Since Summer 2022, WCG and LMS have been successfully removing PFAS from highly contaminated landfill leachates, including reverse osmosis concentrate (RO reject), during demonstration trials for some of the largest solid waste companies in the country. Check out the results below!
Case Study #1: Demonstration at a Tennessee Landfill
The first demonstration was completed at a Tennessee landfill to treat three diverse raw leachates and one RO reject. The streams were highly co-contaminated including:
Ammonia ranging from 380 mg/L to more than 3,800 mg/L
Total Dissolved Solids (TDS) between 5,700 mg/L and 50,800 mg/L
Chemical Oxygen Demand (COD) from 3,600 mg/L to over 24,000 mg/L
PFOA was between 1,400 ng/L and 5,100 ng/L and PFOS from 68 ng/L to nearly 400 ng/L.
The Tennessee demonstration was a success with the LEEF System® consistently removing PFAS compounds to below limits of detection, which ranged from <4 to <369 ng/L, while concentrating them into the small volume of foamate.
PFOA in the RO reject was reduced from 5,110 ng/L to <8.85 ng/L as its foamate reached 233,000 ng/L, clearly indicating a highly successful removal.
Interestingly, PFOS in one of the raw feeds started out as non-detect at <333 ng/L and ended up enriching in the foam to 37,800 ng/L, proving the LEEF System® is indeed capturing the compounds, even if initial raw concentrations are below laboratory detection limits.
The resulting foamate was between 0.5% and 2.0% of the initial raw influent volume. Foamate generation is highly influenced by background surfactants in the leachate, and physical characteristics such as temperature. Foamate can be further concentrated in a full-scale system through additional site-specific design components including additional foam fractionation concentration, alternative vessel orientation, and its solar distillation feature.
In addition to priority compounds, the Tennessee demonstration revealed the LEEF System® was able to deplete other PFAS that were initially present in the leachate streams, such as PFBS, PFHxA, PFDoA, PFHpS, 6:2 FTS, 5:3 FTCA, 7:3 FTCA, and others.

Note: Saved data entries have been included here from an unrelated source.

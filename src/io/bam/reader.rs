//! BAM streaming reader.
//!
//! The header is read once when the reader is created, then records are
//! decoded one at a time out of the BGZF stream. Only the current block and
//! the current record are held in memory.
//!
//! # Usage
//!
//! ```no_run
//! use bamtally::io::bam::BamReader;
//!
//! # fn main() -> bamtally::Result<()> {
//! let mut bam = BamReader::from_path("alignments.bam")?;
//!
//! println!("Header: {} references", bam.header().reference_count());
//!
//! for result in bam.records() {
//!     let record = result?;
//!     println!("{} at {}", record.name, record.position.unwrap_or(-1));
//! }
//! # Ok(())
//! # }
//! ```

use super::header::{read_header, Header};
use super::index::{BaiIndex, Chunk};
use super::record::{read_record, Record};
use super::region::{Region, ResolvedRegion};
use crate::error::Result;
use crate::io::bgzf::{BgzfReader, VirtualOffset};
use std::fs::File;
use std::io::{BufReader, Read, Seek};
use std::path::Path;

/// BAM file reader.
///
/// Owns its byte source; the file handle is released when the reader is
/// dropped, including on early return after an error.
pub struct BamReader<R> {
    reader: BgzfReader<R>,
    header: Header,
    /// Reusable buffer for record data
    buffer: Vec<u8>,
}

impl<R: Read> BamReader<R> {
    /// Create a reader over BGZF-compressed BAM data.
    ///
    /// Reads and validates the header immediately.
    pub fn new(inner: R) -> Result<Self> {
        let mut reader = BgzfReader::new(inner);
        let header = read_header(&mut reader)?;
        tracing::debug!(references = header.reference_count(), "read BAM header");
        Ok(Self {
            reader,
            header,
            buffer: Vec::with_capacity(512),
        })
    }

    /// The BAM header.
    pub fn header(&self) -> &Header {
        &self.header
    }

    /// Virtual offset of the next record.
    pub fn virtual_offset(&self) -> VirtualOffset {
        self.reader.virtual_offset()
    }

    /// Read a single record.
    ///
    /// Returns `Ok(None)` at a clean end of file.
    pub fn read_record(&mut self) -> Result<Option<Record>> {
        read_record(&mut self.reader, &mut self.buffer)
    }

    /// Iterate over the remaining records.
    pub fn records(&mut self) -> Records<'_, R> {
        Records { reader: self }
    }
}

impl<R: Read + Seek> BamReader<R> {
    /// Records overlapping a region string such as `chr1:1000-2000`.
    ///
    /// # Errors
    ///
    /// `MalformedRegion` or `UnknownReference` before any I/O happens.
    pub fn query(&mut self, index: &BaiIndex, region: &str) -> Result<RegionQuery<'_, R>> {
        let region = Region::resolve_str(region, &self.header)?;
        Ok(self.query_resolved(index, region))
    }

    /// Records overlapping an already resolved region.
    pub fn query_resolved(&mut self, index: &BaiIndex, region: ResolvedRegion) -> RegionQuery<'_, R> {
        let chunks = index.query_chunks(region.reference_id, region.start, region.end);
        RegionQuery {
            reader: self,
            chunks,
            next_chunk: 0,
            chunk_end: None,
            region,
            done: false,
        }
    }
}

impl BamReader<BufReader<File>> {
    /// Open a BAM file.
    pub fn from_path<P: AsRef<Path>>(path: P) -> Result<Self> {
        let file = File::open(path)?;
        Self::new(BufReader::new(file))
    }
}

/// Iterator over BAM records.
///
/// Created by [`BamReader::records()`].
pub struct Records<'a, R> {
    reader: &'a mut BamReader<R>,
}

impl<'a, R: Read> Iterator for Records<'a, R> {
    type Item = Result<Record>;

    fn next(&mut self) -> Option<Self::Item> {
        self.reader.read_record().transpose()
    }
}

/// Records overlapping a region, found through the index.
///
/// Walks the index chunks in ascending virtual-offset order and yields
/// records on the target reference whose aligned span overlaps the region.
/// A placed record with no reference-consuming CIGAR covers one base.
/// Iteration stops early once records start past the region end.
pub struct RegionQuery<'a, R> {
    reader: &'a mut BamReader<R>,
    chunks: Vec<Chunk>,
    next_chunk: usize,
    /// End of the chunk being read; `None` before the first seek
    chunk_end: Option<VirtualOffset>,
    region: ResolvedRegion,
    done: bool,
}

impl<'a, R: Read + Seek> RegionQuery<'a, R> {
    /// The chunks this query walks.
    pub fn chunks(&self) -> &[Chunk] {
        &self.chunks
    }

    /// Move to the next chunk. Returns `false` when none remain.
    fn advance_chunk(&mut self) -> Result<bool> {
        let Some(&chunk) = self.chunks.get(self.next_chunk) else {
            return Ok(false);
        };
        self.next_chunk += 1;

        // Chunks are merged and ascending; only seek forward
        let position = self.reader.virtual_offset();
        if self.chunk_end.is_none() || chunk.start > position {
            self.reader.reader.seek(chunk.start)?;
        }
        tracing::trace!(start = %chunk.start, end = %chunk.end, "reading chunk");
        self.chunk_end = Some(chunk.end);
        Ok(true)
    }

    fn next_record(&mut self) -> Result<Option<Record>> {
        loop {
            let in_chunk = self
                .chunk_end
                .is_some_and(|end| self.reader.virtual_offset() < end);
            if !in_chunk && !self.advance_chunk()? {
                return Ok(None);
            }
            if self.reader.virtual_offset() >= self.chunk_end.unwrap_or_default() {
                continue;
            }

            let record = match self.reader.read_record()? {
                Some(record) => record,
                None => {
                    // End of file inside a chunk: nothing more to read here
                    self.chunk_end = None;
                    if !self.advance_chunk()? {
                        return Ok(None);
                    }
                    continue;
                }
            };

            let (reference_id, start) = match (record.reference_id, record.position) {
                (Some(id), Some(pos)) => (id, pos as u64),
                _ => return Ok(None),
            };
            if reference_id > self.region.reference_id
                || (reference_id == self.region.reference_id && start >= self.region.end)
            {
                return Ok(None);
            }
            if reference_id != self.region.reference_id {
                continue;
            }

            let end = record.reference_end().map_or(start + 1, |end| end as u64);
            if self.region.overlaps(start, end) {
                return Ok(Some(record));
            }
        }
    }
}

impl<'a, R: Read + Seek> Iterator for RegionQuery<'a, R> {
    type Item = Result<Record>;

    fn next(&mut self) -> Option<Self::Item> {
        if self.done {
            return None;
        }
        let item = self.next_record().transpose();
        if !matches!(item, Some(Ok(_))) {
            self.done = true;
        }
        item
    }
}
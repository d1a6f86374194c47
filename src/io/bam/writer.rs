//! BAM writer.
//!
//! Writes the header into its own BGZF block, then appends encoded records.
//! Each write reports the virtual offsets around the record so callers can
//! index as they go.

use super::header::{write_header, Header};
use super::record::{encode_record, Record};
use crate::error::Result;
use crate::io::bgzf::{BgzfWriter, VirtualOffset};
use std::fs::File;
use std::io::{BufWriter, Write};
use std::path::Path;

/// BAM file writer.
///
/// Call [`BamWriter::finish`] to write the last block and the EOF marker.
pub struct BamWriter<W: Write> {
    writer: BgzfWriter<W>,
    buffer: Vec<u8>,
}

impl<W: Write> BamWriter<W> {
    /// Create a writer and write `header`.
    pub fn new(inner: W, header: &Header) -> Result<Self> {
        let mut writer = BgzfWriter::new(inner);
        write_header(&mut writer, header)?;
        writer.flush_block()?;
        Ok(Self {
            writer,
            buffer: Vec::with_capacity(512),
        })
    }

    /// Append a record, returning the virtual offsets just before and just
    /// after it.
    pub fn write_record(&mut self, record: &Record) -> Result<(VirtualOffset, VirtualOffset)> {
        self.buffer.clear();
        encode_record(record, &mut self.buffer)?;

        let start = self.writer.virtual_offset();
        self.writer.write_all(&self.buffer)?;
        let end = self.writer.virtual_offset();
        Ok((start, end))
    }

    /// Flush everything and return the sink.
    pub fn finish(self) -> Result<W> {
        self.writer.finish()
    }
}

impl BamWriter<BufWriter<File>> {
    /// Create a BAM file.
    pub fn create<P: AsRef<Path>>(path: P, header: &Header) -> Result<Self> {
        let file = File::create(path)?;
        Self::new(BufWriter::new(file), header)
    }
}
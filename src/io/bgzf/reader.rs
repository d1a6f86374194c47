//! Seekable BGZF reader.
//!
//! Decompresses one block at a time and keeps only the current block in
//! memory. Reading is exposed both as a lazy sequence of [`Block`]s and as
//! a plain byte stream through [`std::io::Read`].

use super::{VirtualOffset, GZIP_MAGIC, HEADER_LEN, MAX_BLOCK_SIZE, TRAILER_LEN};
use crate::error::{Error, Result};
use flate2::read::DeflateDecoder;
use std::fs::File;
use std::io::{self, BufReader, Read, Seek, SeekFrom};
use std::path::Path;

/// One decompressed BGZF block.
#[derive(Debug, Clone, Default, PartialEq, Eq)]
pub struct Block {
    /// Compressed file offset of the block start
    pub offset: u64,
    /// Size of the block in the compressed stream (BSIZE + 1)
    pub compressed_size: u64,
    /// Decompressed payload
    pub data: Vec<u8>,
}

impl Block {
    /// Compressed offset of the block that follows this one.
    pub fn next_offset(&self) -> u64 {
        self.offset + self.compressed_size
    }

    /// Whether the block holds no data (e.g. the EOF marker).
    pub fn is_empty(&self) -> bool {
        self.data.is_empty()
    }
}

/// BGZF reader over any byte source.
///
/// The source must be positioned at the start of a block when the reader is
/// created; offsets are counted from that point.
pub struct BgzfReader<R> {
    inner: R,
    /// Block currently being consumed
    block: Block,
    /// Read position inside `block.data`
    block_pos: usize,
    /// Compressed offset of the next block to load
    next_block_offset: u64,
}

impl<R: Read> BgzfReader<R> {
    /// Create a reader positioned at compressed offset 0.
    pub fn new(inner: R) -> Self {
        Self {
            inner,
            block: Block::default(),
            block_pos: 0,
            next_block_offset: 0,
        }
    }

    /// Virtual offset of the next unread byte.
    ///
    /// At the end of a block this is the start of the following block, the
    /// same convention index files use for chunk boundaries.
    pub fn virtual_offset(&self) -> VirtualOffset {
        if self.block_pos < self.block.data.len() {
            VirtualOffset::new(self.block.offset, self.block_pos as u16)
        } else {
            VirtualOffset::new(self.next_block_offset, 0)
        }
    }

    /// Lazy iterator over the remaining blocks.
    ///
    /// Any partially consumed block is abandoned; iteration starts at the
    /// next block boundary.
    pub fn blocks(&mut self) -> Blocks<'_, R> {
        self.block = Block::default();
        self.block_pos = 0;
        Blocks { reader: self }
    }

    /// Read and decompress the block at the current compressed position.
    ///
    /// Returns `Ok(None)` at a clean end of stream.
    pub fn read_block(&mut self) -> Result<Option<Block>> {
        let offset = self.next_block_offset;

        let mut header = [0u8; HEADER_LEN];
        let n = read_full(&mut self.inner, &mut header)?;
        if n == 0 {
            return Ok(None);
        }
        if n < HEADER_LEN {
            return Err(Error::corrupt_block(
                offset,
                format!("incomplete header ({} of {} bytes)", n, HEADER_LEN),
            ));
        }

        if header[0..2] != GZIP_MAGIC {
            return Err(Error::corrupt_block(
                offset,
                format!(
                    "invalid gzip magic: expected {:?}, got [{}, {}]",
                    GZIP_MAGIC, header[0], header[1]
                ),
            ));
        }
        if header[2] != 8 {
            return Err(Error::corrupt_block(
                offset,
                format!("unsupported compression method {}", header[2]),
            ));
        }
        if header[3] & 0x04 == 0 {
            return Err(Error::corrupt_block(offset, "missing FEXTRA flag"));
        }

        let xlen = u16::from_le_bytes([header[10], header[11]]) as usize;
        let mut extra = vec![0u8; xlen];
        self.inner
            .read_exact(&mut extra)
            .map_err(|e| Error::corrupt_block(offset, format!("truncated extra field: {}", e)))?;

        let block_size = match find_bsize(&extra) {
            Some(bsize) => bsize as usize + 1,
            None => return Err(Error::corrupt_block(offset, "missing BC subfield")),
        };

        let already_read = HEADER_LEN + xlen;
        if block_size < already_read + TRAILER_LEN {
            return Err(Error::corrupt_block(
                offset,
                format!("block size {} smaller than its header", block_size),
            ));
        }

        let mut rest = vec![0u8; block_size - already_read];
        self.inner
            .read_exact(&mut rest)
            .map_err(|e| Error::corrupt_block(offset, format!("truncated block: {}", e)))?;

        let trailer_start = rest.len() - TRAILER_LEN;
        let (cdata, trailer) = rest.split_at(trailer_start);
        let expected_crc = u32::from_le_bytes([trailer[0], trailer[1], trailer[2], trailer[3]]);
        let expected_len =
            u32::from_le_bytes([trailer[4], trailer[5], trailer[6], trailer[7]]) as usize;

        if expected_len > MAX_BLOCK_SIZE {
            return Err(Error::corrupt_block(
                offset,
                format!("ISIZE {} exceeds {}", expected_len, MAX_BLOCK_SIZE),
            ));
        }

        let mut data = Vec::with_capacity(expected_len);
        DeflateDecoder::new(cdata)
            .read_to_end(&mut data)
            .map_err(|e| Error::corrupt_block(offset, format!("deflate error: {}", e)))?;

        if data.len() != expected_len {
            return Err(Error::corrupt_block(
                offset,
                format!(
                    "ISIZE mismatch: trailer says {}, decompressed {}",
                    expected_len,
                    data.len()
                ),
            ));
        }

        let actual_crc = crc32fast::hash(&data);
        if actual_crc != expected_crc {
            return Err(Error::corrupt_block(
                offset,
                format!(
                    "CRC32 mismatch: expected {:#010x}, got {:#010x}",
                    expected_crc, actual_crc
                ),
            ));
        }

        self.next_block_offset = offset + block_size as u64;

        Ok(Some(Block {
            offset,
            compressed_size: block_size as u64,
            data,
        }))
    }

    /// Load the next non-empty block. Returns `false` at end of stream.
    fn fill_block(&mut self) -> Result<bool> {
        loop {
            match self.read_block()? {
                Some(block) => {
                    let has_data = !block.is_empty();
                    self.block = block;
                    self.block_pos = 0;
                    if has_data {
                        return Ok(true);
                    }
                }
                None => {
                    self.block = Block::default();
                    self.block_pos = 0;
                    return Ok(false);
                }
            }
        }
    }

    /// Unwrap the underlying source.
    pub fn into_inner(self) -> R {
        self.inner
    }
}

impl<R: Read + Seek> BgzfReader<R> {
    /// Reposition at a virtual offset previously observed in this stream
    /// (or taken from an index built for it).
    pub fn seek(&mut self, target: VirtualOffset) -> Result<()> {
        let compressed = target.compressed_offset();
        let within = target.uncompressed_offset() as usize;

        self.inner.seek(SeekFrom::Start(compressed))?;
        self.next_block_offset = compressed;

        match self.read_block()? {
            Some(block) => {
                if within > block.data.len() {
                    return Err(Error::InvalidVirtualOffset {
                        offset: target.as_raw(),
                        msg: format!(
                            "in-block offset {} past block end ({} bytes)",
                            within,
                            block.data.len()
                        ),
                    });
                }
                self.block = block;
                self.block_pos = within;
            }
            None if within == 0 => {
                self.block = Block::default();
                self.block_pos = 0;
            }
            None => {
                return Err(Error::InvalidVirtualOffset {
                    offset: target.as_raw(),
                    msg: "points past end of stream".to_string(),
                });
            }
        }

        tracing::trace!(offset = %target, "bgzf seek");
        Ok(())
    }
}

impl BgzfReader<BufReader<File>> {
    /// Open a BGZF file.
    pub fn from_path<P: AsRef<Path>>(path: P) -> Result<Self> {
        let file = File::open(path)?;
        Ok(Self::new(BufReader::new(file)))
    }
}

impl<R: Read> Read for BgzfReader<R> {
    fn read(&mut self, buf: &mut [u8]) -> io::Result<usize> {
        if buf.is_empty() {
            return Ok(0);
        }
        if self.block_pos >= self.block.data.len() && !self.fill_block()? {
            return Ok(0);
        }

        let available = &self.block.data[self.block_pos..];
        let to_copy = available.len().min(buf.len());
        buf[..to_copy].copy_from_slice(&available[..to_copy]);
        self.block_pos += to_copy;

        Ok(to_copy)
    }
}

/// Lazy sequence of decompressed blocks.
///
/// Created by [`BgzfReader::blocks()`].
pub struct Blocks<'a, R> {
    reader: &'a mut BgzfReader<R>,
}

impl<'a, R: Read> Iterator for Blocks<'a, R> {
    type Item = Result<Block>;

    fn next(&mut self) -> Option<Self::Item> {
        self.reader.read_block().transpose()
    }
}

/// Locate the BSIZE value in a gzip extra field.
fn find_bsize(extra: &[u8]) -> Option<u16> {
    let mut pos = 0;
    while pos + 4 <= extra.len() {
        let slen = u16::from_le_bytes([extra[pos + 2], extra[pos + 3]]) as usize;
        if extra[pos] == b'B' && extra[pos + 1] == b'C' && slen == 2 {
            if pos + 6 > extra.len() {
                return None;
            }
            return Some(u16::from_le_bytes([extra[pos + 4], extra[pos + 5]]));
        }
        pos += 4 + slen;
    }
    None
}

/// Fill `buf` as far as the source allows; returns the number of bytes read.
pub(crate) fn read_full<R: Read>(reader: &mut R, buf: &mut [u8]) -> io::Result<usize> {
    let mut filled = 0;
    while filled < buf.len() {
        match reader.read(&mut buf[filled..]) {
            Ok(0) => break,
            Ok(n) => filled += n,
            Err(e) if e.kind() == io::ErrorKind::Interrupted => continue,
            Err(e) => return Err(e),
        }
    }
    Ok(filled)
}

Case Study #2: Demonstration at a Virginia Landfill
The second demonstration was completed at a Virginia landfill for another leading solid waste company. We treated five diverse leachates, including an RO reject, that were highly co-contaminated with:
- Total Nitrogen ranging from ~500 mg/L to more than 3,000 mg/L
- Total Dissolved Solids (TDS) between ~14,000 mg/L and 54,000 mg/L
- Chemical Oxygen Demand (COD) from ~2,000 mg/L to 84,000 mg/L
- Alkalinity ~1,500 mg/L to 11,600 mg/L
- PFOA was between ~140 and 12,500 ng/L
- PFOS ranging from <10 ng/L to over 3,600 ng/L
The demonstration LEEF System® treated the five diverse leachates and RO reject successfully, shown by consistently removing PFAS compounds to below limits of detection, which ranged from <2 to <398 ng/L.
Test results included (all in ng/L):
- PFOA in raw RO reject: 8,300
- Treated: <11
- Foamate: 217,000
- PFOA in raw leachate: 2,080
- Treated: <4.4
- Foamate: 11,700
- PFHpA in raw leachate: 398
- Treated: 4.9
- Foamate: >4,500
- PFOS in raw RO reject: 659
- Treated: <10
- Foamate: 6,000
- PFHxS in raw RO reject: 1,990
- Treated: <11.9
- Foamate: 78,200
In addition to priority compounds, the demonstration was able to deplete other PFAS that were initially present in the leachate streams, including PFBS, PFHxA, 6:2 FTS, 5:3 FTCA, and others.